‘Unity does not grow wild’

In August 2012 I was invited to make a presentation at a conference at the Immigration Museum in Melbourne, Australia. The title of the conference was OWNING RACISM: CAN WE TALK?

I entitled my presentation ‘Unity does not grow wild’, and this is a summarised version.

I have chosen ‘unity does not grow wild’ as a title- for reasons which I hope will become clearer as my talk progresses.
In fact, I would like to add a by-line to this compelling title of the symposium: ‘Owning racism: can we talk’…and can we also listen?
I trust that the introductory presentation provided you with a contextual backdrop against which much of my own engagement around inclusivity takes place, as part of a collective citizenry trying to re-imagine, renew and re-build a new Cape Town and South Africa which invites diversity and embraces it; that goes far beyond what is possible through the discourse of tolerance.

The Nationalist Party which came into power in 1948 did not introduce racial prejudice in South Africa when they ‘marketed’ and legalised segregation calling it Apartheid. But, they systematically and efficiently codified it through a series of laws, underpinned by all the organs of state.
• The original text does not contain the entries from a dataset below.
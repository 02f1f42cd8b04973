//! Socket-shaped stream for one virtual client on the satellite.
//!
//! Reads are fed by `Data` frames addressed to the client; the sender being
//! dropped is EOF. Writes become `Data` frames on the shared tunnel writer,
//! with backpressure from its bounded channel.

use std::io;
use std::pin::Pin;
use std::sync::atomic::{AtomicBool, Ordering};
use std::sync::Arc;
use std::task::{ready, Context, Poll};

use bytes::{Buf, Bytes};
use tokio::io::{AsyncRead, AsyncWrite, ReadBuf};
use tokio::sync::mpsc;
use tokio_util::sync::PollSender;

use crate::tunnel::frame::Frame;

/// Satellite-side handle used to feed and close a [`VirtualStream`].
#[derive(Debug)]
pub struct ShimHandle {
    inbound: Option<mpsc::UnboundedSender<Bytes>>,
    closed: Arc<AtomicBool>,
}

impl ShimHandle {
    /// Hand bytes to the local parser. An empty chunk ends the request side.
    pub fn push(&mut self, chunk: Bytes) -> bool {
        if chunk.is_empty() {
            self.inbound = None;
            return true;
        }
        match &self.inbound {
            Some(tx) => tx.send(chunk).is_ok(),
            None => false,
        }
    }

    /// The primary dropped the client: reads hit EOF, writes fail.
    pub fn close(&mut self) {
        self.closed.store(true, Ordering::Release);
        self.inbound = None;
    }
}

pub struct VirtualStream {
    client_id: u64,
    inbound: mpsc::UnboundedReceiver<Bytes>,
    pending: Bytes,
    outbound: PollSender<Frame>,
    closed: Arc<AtomicBool>,
    max_payload: usize,
}

impl VirtualStream {
    pub fn new(client_id: u64, outbound: mpsc::Sender<Frame>, max_payload: usize) -> (Self, ShimHandle) {
        let (tx, rx) = mpsc::unbounded_channel();
        let closed = Arc::new(AtomicBool::new(false));
        let stream = Self {
            client_id,
            inbound: rx,
            pending: Bytes::new(),
            outbound: PollSender::new(outbound),
            closed: Arc::clone(&closed),
            max_payload,
        };
        let handle = ShimHandle {
            inbound: Some(tx),
            closed,
        };
        (stream, handle)
    }

    pub fn client_id(&self) -> u64 {
        self.client_id
    }
}

fn broken_pipe() -> io::Error {
    io::Error::new(io::ErrorKind::BrokenPipe, "virtual client closed")
}

impl AsyncRead for VirtualStream {
    fn poll_read(
        self: Pin<&mut Self>,
        cx: &mut Context<'_>,
        buf: &mut ReadBuf<'_>,
    ) -> Poll<io::Result<()>> {
        let this = self.get_mut();
        if this.pending.is_empty() {
            match ready!(this.inbound.poll_recv(cx)) {
                Some(chunk) => this.pending = chunk,
                None => return Poll::Ready(Ok(())),
            }
        }
        let n = this.pending.len().min(buf.remaining());
        buf.put_slice(&this.pending[..n]);
        this.pending.advance(n);
        Poll::Ready(Ok(()))
    }
}

impl AsyncWrite for VirtualStream {
    fn poll_write(self: Pin<&mut Self>, cx: &mut Context<'_>, buf: &[u8]) -> Poll<io::Result<usize>> {
        let this = self.get_mut();
        if this.closed.load(Ordering::Acquire) {
            return Poll::Ready(Err(broken_pipe()));
        }
        // An empty Data frame means end of stream; never emit one here.
        if buf.is_empty() {
            return Poll::Ready(Ok(0));
        }
        if ready!(this.outbound.poll_reserve(cx)).is_err() {
            return Poll::Ready(Err(broken_pipe()));
        }
        let n = buf.len().min(this.max_payload);
        let frame = Frame::Data {
            client_id: this.client_id,
            payload: Bytes::copy_from_slice(&buf[..n]),
        };
        match this.outbound.send_item(frame) {
            Ok(()) => Poll::Ready(Ok(n)),
            Err(_) => Poll::Ready(Err(broken_pipe())),
        }
    }

    fn poll_flush(self: Pin<&mut Self>, _cx: &mut Context<'_>) -> Poll<io::Result<()>> {
        Poll::Ready(Ok(()))
    }

    fn poll_shutdown(self: Pin<&mut Self>, _cx: &mut Context<'_>) -> Poll<io::Result<()>> {
        self.get_mut().outbound.close();
        Poll::Ready(Ok(()))
    }
}

#[cfg(test)]
mod tests {
    use super::*;
    use tokio::io::{AsyncReadExt, AsyncWriteExt};

    #[tokio::test]
    async fn reads_pushed_chunks_until_end_marker() {
        let (tx, _rx) = mpsc::channel(4);
        let (mut stream, mut handle) = VirtualStream::new(9, tx, 1024);
        assert!(handle.push(Bytes::from_static(b"GET / HTTP/1.1\r\n")));
        assert!(handle.push(Bytes::from_static(b"\r\n")));
        assert!(handle.push(Bytes::new()));

        let mut out = String::new();
        stream.read_to_string(&mut out).await.unwrap();
        assert_eq!(out, "GET / HTTP/1.1\r\n\r\n");
    }

    #[tokio::test]
    async fn writes_become_bounded_data_frames() {
        let (tx, mut rx) = mpsc::channel(4);
        let (mut stream, _handle) = VirtualStream::new(9, tx, 4);
        stream.write_all(b"abcdef").await.unwrap();

        assert_eq!(
            rx.recv().await,
            Some(Frame::Data {
                client_id: 9,
                payload: Bytes::from_static(b"abcd")
            })
        );
        assert_eq!(
            rx.recv().await,
            Some(Frame::Data {
                client_id: 9,
                payload: Bytes::from_static(b"ef")
            })
        );
    }

    #[tokio::test]
    async fn closed_shim_rejects_writes() {
        let (tx, _rx) = mpsc::channel(4);
        let (mut stream, mut handle) = VirtualStream::new(9, tx, 1024);
        handle.close();
        assert!(stream.write_all(b"x").await.is_err());
        let mut buf = Vec::new();
        assert_eq!(stream.read_to_end(&mut buf).await.unwrap(), 0);
    }
}
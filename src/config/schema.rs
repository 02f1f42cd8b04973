//! Configuration schema definitions.
//!
//! This module defines the complete configuration structure for the server.
//! All types derive Serde traits for deserialization from config files.

use std::collections::HashMap;

use serde::{Deserialize, Serialize};

/// Root configuration for the server.
#[derive(Debug, Clone, Deserialize, Serialize, Default)]
#[serde(default)]
pub struct ServerConfig {
    /// Listener configuration (bind address, TLS).
    pub listener: ListenerConfig,

    /// HTTP engine settings (buffers, domains, compression).
    pub http: HttpConfig,

    /// Timeout configuration.
    pub timeouts: TimeoutConfig,

    /// Upstream pool and reverse-proxy behaviour.
    pub proxy: UpstreamConfig,

    /// Primary-side tunnel listener.
    pub tunnel: TunnelConfig,

    /// Satellite-side tunnel client.
    pub satellite: SatelliteConfig,

    /// Statically configured routes.
    pub routes: Vec<RouteConfig>,

    /// Observability settings.
    pub observability: ObservabilityConfig,
}

/// Listener configuration.
#[derive(Debug, Clone, Deserialize, Serialize)]
#[serde(default)]
pub struct ListenerConfig {
    /// Bind address (e.g., "0.0.0.0:8080").
    pub bind_address: String,

    /// Optional TLS configuration.
    pub tls: Option<TlsConfig>,

    /// Maximum concurrent connections (backpressure).
    pub max_connections: usize,
}

impl Default for ListenerConfig {
    fn default() -> Self {
        Self {
            bind_address: "0.0.0.0:8080".to_string(),
            tls: None,
            max_connections: 10_000,
        }
    }
}

/// TLS configuration for the listener.
#[derive(Debug, Clone, Deserialize, Serialize)]
pub struct TlsConfig {
    /// Path to certificate file (PEM).
    pub cert_path: String,

    /// Path to private key file (PEM).
    pub key_path: String,
}

/// HTTP engine configuration.
#[derive(Debug, Clone, Deserialize, Serialize)]
#[serde(default)]
pub struct HttpConfig {
    /// Domain used when the request's Host is not registered.
    pub default_domain: String,

    /// Alias domain -> canonical domain.
    pub aliases: HashMap<String, String>,

    /// Fixed per-connection receive buffer capacity in bytes.
    pub receive_buffer_bytes: usize,

    /// Bodies at or above this size are spooled to a temp file.
    pub spool_threshold_bytes: u64,

    /// Content-type prefixes eligible for gzip.
    pub gzip_content_types: Vec<String>,

    /// Value of the `Server` response header.
    pub server_name: String,
}

impl Default for HttpConfig {
    fn default() -> Self {
        Self {
            default_domain: "localhost".to_string(),
            aliases: HashMap::new(),
            receive_buffer_bytes: 512 * 1024,
            spool_threshold_bytes: 10 * 1024 * 1024,
            gzip_content_types: vec![
                "text/".to_string(),
                "application/json".to_string(),
                "application/javascript".to_string(),
                "application/xml".to_string(),
                "image/svg+xml".to_string(),
            ],
            server_name: "edge-relay".to_string(),
        }
    }
}

/// Timeout configuration for various operations.
#[derive(Debug, Clone, Deserialize, Serialize)]
#[serde(default)]
pub struct TimeoutConfig {
    /// Connection establishment timeout in seconds.
    pub connect_secs: u64,

    /// Handler deadline (total time for request/response) in seconds.
    pub request_secs: u64,

    /// Idle keep-alive connection timeout in seconds.
    pub idle_secs: u64,
}

impl Default for TimeoutConfig {
    fn default() -> Self {
        Self {
            connect_secs: 5,
            request_secs: 30,
            idle_secs: 60,
        }
    }
}

/// Upstream pool and retry configuration.
#[derive(Debug, Clone, Deserialize, Serialize)]
#[serde(default)]
pub struct UpstreamConfig {
    /// Idle pooled connections older than this are evicted.
    pub idle_timeout_secs: u64,

    /// Total attempts per proxied request (2 = one retry).
    pub max_attempts: u32,

    /// Base delay for exponential backoff in milliseconds.
    pub base_delay_ms: u64,

    /// Maximum delay for exponential backoff in milliseconds.
    pub max_delay_ms: u64,

    /// Add X-Forwarded-For/Proto/Host to proxied requests.
    pub forwarded_headers: bool,
}

impl Default for UpstreamConfig {
    fn default() -> Self {
        Self {
            idle_timeout_secs: 30,
            max_attempts: 2,
            base_delay_ms: 50,
            max_delay_ms: 1000,
            forwarded_headers: true,
        }
    }
}

/// Primary-side tunnel configuration.
#[derive(Debug, Clone, Deserialize, Serialize)]
#[serde(default)]
pub struct TunnelConfig {
    /// Accept satellite connections.
    pub enabled: bool,

    /// Tunnel listener address.
    pub bind_address: String,

    /// Maximum frame payload in bytes.
    pub max_frame_size: usize,

    /// Accepted pre-shared keys.
    pub keys: Vec<TunnelKeyConfig>,
}

impl Default for TunnelConfig {
    fn default() -> Self {
        Self {
            enabled: false,
            bind_address: "0.0.0.0:8443".to_string(),
            max_frame_size: 64 * 1024,
            keys: Vec::new(),
        }
    }
}

/// One accepted tunnel secret.
#[derive(Debug, Clone, Deserialize, Serialize, PartialEq, Eq)]
pub struct TunnelKeyConfig {
    /// Shared secret the satellite presents.
    pub secret: String,

    /// Domains this key may register routes for (empty = unrestricted).
    #[serde(default)]
    pub domains: Vec<String>,
}

/// Satellite-side configuration.
#[derive(Debug, Clone, Deserialize, Serialize)]
#[serde(default)]
pub struct SatelliteConfig {
    /// Dial a primary and forward its traffic into the local route table.
    pub enabled: bool,

    /// Primary tunnel address ("host:port").
    pub primary_address: String,

    /// Wrap the tunnel connection in TLS.
    pub tls: bool,

    /// TLS server name (defaults to the host of `primary_address`).
    pub server_name: Option<String>,

    /// Shared secret.
    pub secret: String,

    /// Base reconnect delay in milliseconds.
    pub reconnect_base_ms: u64,

    /// Maximum reconnect delay in milliseconds.
    pub reconnect_max_ms: u64,
}

impl Default for SatelliteConfig {
    fn default() -> Self {
        Self {
            enabled: false,
            primary_address: String::new(),
            tls: false,
            server_name: None,
            secret: String::new(),
            reconnect_base_ms: 250,
            reconnect_max_ms: 30_000,
        }
    }
}

/// Route configuration mapping a domain + path to a built-in handler.
#[derive(Debug, Clone, Deserialize, Serialize)]
pub struct RouteConfig {
    /// Domain the route belongs to (falls back to `http.default_domain`).
    #[serde(default)]
    pub domain: Option<String>,

    /// Path; a trailing `/*` makes it a wildcard route.
    pub path: String,

    /// What serves the route.
    #[serde(flatten)]
    pub kind: RouteKind,
}

/// Built-in handler kinds available from configuration.
#[derive(Debug, Clone, Deserialize, Serialize)]
#[serde(tag = "kind", rename_all = "snake_case")]
pub enum RouteKind {
    /// Fixed body.
    Static {
        body: String,
        #[serde(default = "default_static_content_type")]
        content_type: String,
    },
    /// Single file.
    File { file: String },
    /// Files below a directory, addressed by the wildcard remainder.
    Directory { directory: String },
    /// Reverse proxy to an upstream base URL.
    Proxy { target: String },
}

fn default_static_content_type() -> String {
    "text/plain; charset=utf-8".to_string()
}

/// Observability configuration.
#[derive(Debug, Clone, Deserialize, Serialize)]
#[serde(default)]
pub struct ObservabilityConfig {
    /// Log level (trace, debug, info, warn, error).
    pub log_level: String,

    /// "pretty" or "json".
    pub log_format: String,

    /// Enable metrics endpoint.
    pub metrics_enabled: bool,

    /// Metrics endpoint bind address.
    pub metrics_address: String,
}

impl Default for ObservabilityConfig {
    fn default() -> Self {
        Self {
            log_level: "info".to_string(),
            log_format: "pretty".to_string(),
            metrics_enabled: false,
            metrics_address: "127.0.0.1:9090".to_string(),
        }
    }
}

#[cfg(test)]
mod tests {
    use super::*;

    #[test]
    fn minimal_config_uses_defaults() {
        let config: ServerConfig = toml::from_str("").unwrap();
        assert_eq!(config.http.receive_buffer_bytes, 512 * 1024);
        assert_eq!(config.proxy.max_attempts, 2);
        assert!(!config.tunnel.enabled);
    }

    #[test]
    fn routes_deserialize_by_kind() {
        let config: ServerConfig = toml::from_str(
            r#"
            [[routes]]
            domain = "a.com"
            path = "/api/*"
            kind = "proxy"
            target = "http://127.0.0.1:3000/v1"

            [[routes]]
            path = "/hello"
            kind = "static"
            body = "hi"
            "#,
        )
        .unwrap();

        assert_eq!(config.routes.len(), 2);
        assert!(matches!(config.routes[0].kind, RouteKind::Proxy { .. }));
        match &config.routes[1].kind {
            RouteKind::Static { body, content_type } => {
                assert_eq!(body, "hi");
                assert!(content_type.starts_with("text/plain"));
            }
            other => panic!("unexpected route kind {:?}", other),
        }
    }
}
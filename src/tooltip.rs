use bevy::prelude::*;

use crate::interaction::Hover;
use crate::regions::RegionRegistry;
use crate::schedule::FrameSet;
use crate::state::ViewScoped;
use crate::state::ViewState;

pub struct TooltipPlugin;

impl Plugin for TooltipPlugin {
    fn build(&self, app: &mut App) {
        app.add_systems(OnEnter(ViewState::Mounted), spawn_tooltip)
            .add_systems(
                Update,
                // after the hit-test so a fresh hover moves the tooltip in
                // the same frame, not the next one
                update_tooltip
                    .run_if(resource_changed::<Hover>)
                    .after(FrameSet::HitTest),
            );
    }
}

#[derive(Component)]
struct Tooltip;

#[derive(Component)]
struct TooltipTitle;

#[derive(Component)]
struct TooltipSubtitle;

#[derive(Component)]
struct TooltipPhone;

fn spawn_tooltip(mut commands: Commands) {
    commands
        .spawn((
            Tooltip,
            ViewScoped,
            Node {
                position_type: PositionType::Absolute,
                display: Display::None,
                flex_direction: FlexDirection::Column,
                padding: UiRect::all(Val::Px(8.0)),
                row_gap: Val::Px(2.0),
                ..default()
            },
            BackgroundColor(Color::srgba(0.0, 0.0, 0.0, 0.85)),
        ))
        .with_children(|tooltip| {
            tooltip.spawn((
                TooltipTitle,
                Text::new(""),
                TextFont {
                    font_size: 14.0,
                    ..default()
                },
                TextColor(Color::WHITE),
            ));
            tooltip.spawn((
                TooltipSubtitle,
                Text::new(""),
                TextFont {
                    font_size: 12.0,
                    ..default()
                },
                TextColor(Color::srgb(0.7, 0.7, 0.7)),
            ));
            tooltip.spawn((
                TooltipPhone,
                Text::new(""),
                TextFont {
                    font_size: 12.0,
                    ..default()
                },
                TextColor(Color::srgb(0.7, 0.7, 0.7)),
            ));
        });
}

/// Repositions and refills the tooltip whenever the hover result changes.
/// Runs only on change: the hit-test publishes through `set_if_neq`, so
/// hover-free frames cost nothing here.
fn update_tooltip(
    hover: Res<Hover>,
    registry: Res<RegionRegistry>,
    mut tooltip: Query<&mut Node, With<Tooltip>>,
    mut title: Query<&mut Text, (With<TooltipTitle>, Without<TooltipSubtitle>, Without<TooltipPhone>)>,
    mut subtitle: Query<
        (&mut Text, &mut Node),
        (With<TooltipSubtitle>, Without<Tooltip>, Without<TooltipTitle>, Without<TooltipPhone>),
    >,
    mut phone: Query<
        (&mut Text, &mut Node),
        (With<TooltipPhone>, Without<Tooltip>, Without<TooltipTitle>, Without<TooltipSubtitle>),
    >,
) {
    let Ok(mut node) = tooltip.single_mut() else {
        return;
    };

    let hovered = hover.0.as_ref().and_then(|h| registry.get(h.region).map(|r| (h, r)));
    let Some((hovered, region)) = hovered else {
        node.display = Display::None;
        return;
    };

    node.display = Display::Flex;
    node.left = Val::Px(hovered.screen.x);
    node.top = Val::Px(hovered.screen.y);

    if let Ok(mut text) = title.single_mut() {
        text.0 = region.title.to_string();
    }
    if let Ok((mut text, mut line)) = subtitle.single_mut() {
        match region.subtitle {
            Some(subtitle) => {
                text.0 = subtitle.to_string();
                line.display = Display::Flex;
            },
            None => line.display = Display::None,
        }
    }
    if let Ok((mut text, mut line)) = phone.single_mut() {
        match region.phone {
            Some(number) => {
                text.0 = number.to_string();
                line.display = Display::Flex;
            },
            None => line.display = Display::None,
        }
    }
}
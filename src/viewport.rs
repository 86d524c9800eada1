use bevy::ecs::message::MessageReader;
use bevy::prelude::*;
use bevy::window::PrimaryWindow;
use bevy::window::WindowResized;

pub struct ViewportPlugin;

impl Plugin for ViewportPlugin {
    fn build(&self, app: &mut App) {
        app.init_resource::<ViewportSize>()
            .add_systems(Startup, init_viewport)
            .add_systems(Update, sync_viewport);
    }
}

/// Logical size of the rendering surface, mirrored from the primary window.
///
/// Camera aspect and the swapchain are resized by Bevy's own window systems;
/// this resource exists so pointer math can convert between window
/// coordinates and normalized device coordinates without touching the
/// window every frame. Updates with a zero dimension are ignored rather
/// than producing a degenerate viewport.
#[derive(Resource, Reflect, Debug, Clone, Copy, PartialEq)]
pub struct ViewportSize {
    width:  f32,
    height: f32,
}

impl Default for ViewportSize {
    fn default() -> Self {
        Self {
            width:  1.0,
            height: 1.0,
        }
    }
}

impl ViewportSize {
    pub fn set(&mut self, width: f32, height: f32) {
        if width <= 0.0 || height <= 0.0 {
            return;
        }
        self.width = width;
        self.height = height;
    }

    /// Window position (origin top-left, y down) to NDC ([-1, 1], y up).
    pub fn window_to_ndc(&self, position: Vec2) -> Vec2 {
        Vec2::new(
            (position.x / self.width) * 2.0 - 1.0,
            -((position.y / self.height) * 2.0 - 1.0),
        )
    }

    /// NDC back to window coordinates, the inverse of [`Self::window_to_ndc`].
    pub fn ndc_to_window(&self, ndc: Vec2) -> Vec2 {
        Vec2::new(
            (ndc.x + 1.0) / 2.0 * self.width,
            (1.0 - ndc.y) / 2.0 * self.height,
        )
    }
}

fn init_viewport(
    window: Single<&Window, With<PrimaryWindow>>,
    mut viewport: ResMut<ViewportSize>,
) {
    viewport.set(window.width(), window.height());
    debug!("viewport initialized at {:?}", *viewport);
}

fn sync_viewport(mut reader: MessageReader<WindowResized>, mut viewport: ResMut<ViewportSize>) {
    for resized in reader.read() {
        viewport.set(resized.width, resized.height);
    }
}

#[cfg(test)]
mod tests {
    use super::*;

    fn viewport(width: f32, height: f32) -> ViewportSize {
        let mut v = ViewportSize::default();
        v.set(width, height);
        v
    }

    #[test]
    fn zero_dimension_is_ignored() {
        let mut v = viewport(800.0, 600.0);
        v.set(0.0, 600.0);
        v.set(800.0, 0.0);
        v.set(-100.0, 600.0);
        assert_eq!(v, viewport(800.0, 600.0));
    }

    #[test]
    fn repeated_identical_sizes_are_idempotent() {
        let mut v = viewport(800.0, 600.0);
        let before = v;
        v.set(800.0, 600.0);
        assert_eq!(v, before);
    }

    #[test]
    fn window_center_is_ndc_origin() {
        let v = viewport(800.0, 600.0);
        assert_eq!(v.window_to_ndc(Vec2::new(400.0, 300.0)), Vec2::ZERO);
    }

    #[test]
    fn ndc_y_points_up() {
        let v = viewport(800.0, 600.0);
        // top-left of the window is (-1, 1) in NDC
        assert_eq!(v.window_to_ndc(Vec2::ZERO), Vec2::new(-1.0, 1.0));
    }

    #[test]
    fn ndc_round_trips_through_window_coordinates() {
        let v = viewport(1024.0, 768.0);
        let pos = Vec2::new(137.0, 616.0);
        let back = v.ndc_to_window(v.window_to_ndc(pos));
        assert!(back.distance(pos) < 1e-3, "{back:?}");
    }
}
It permeated all aspects of life: education, religion, leisure, places of residence, the work-place, healthcare. It was based on a very clear belief in the existence of race, in a hierarchy of races, in the right of one superior race to dominate over others and the belief that each of the racial groups had distinct identities. In fact, a 1947 Commission Report – the Sauer Report – produced to create the logic and justification for organising society along racial lines ahead of the 1948 elections, reported that racial integration would result in ‘a loss of personality of all racial groups’.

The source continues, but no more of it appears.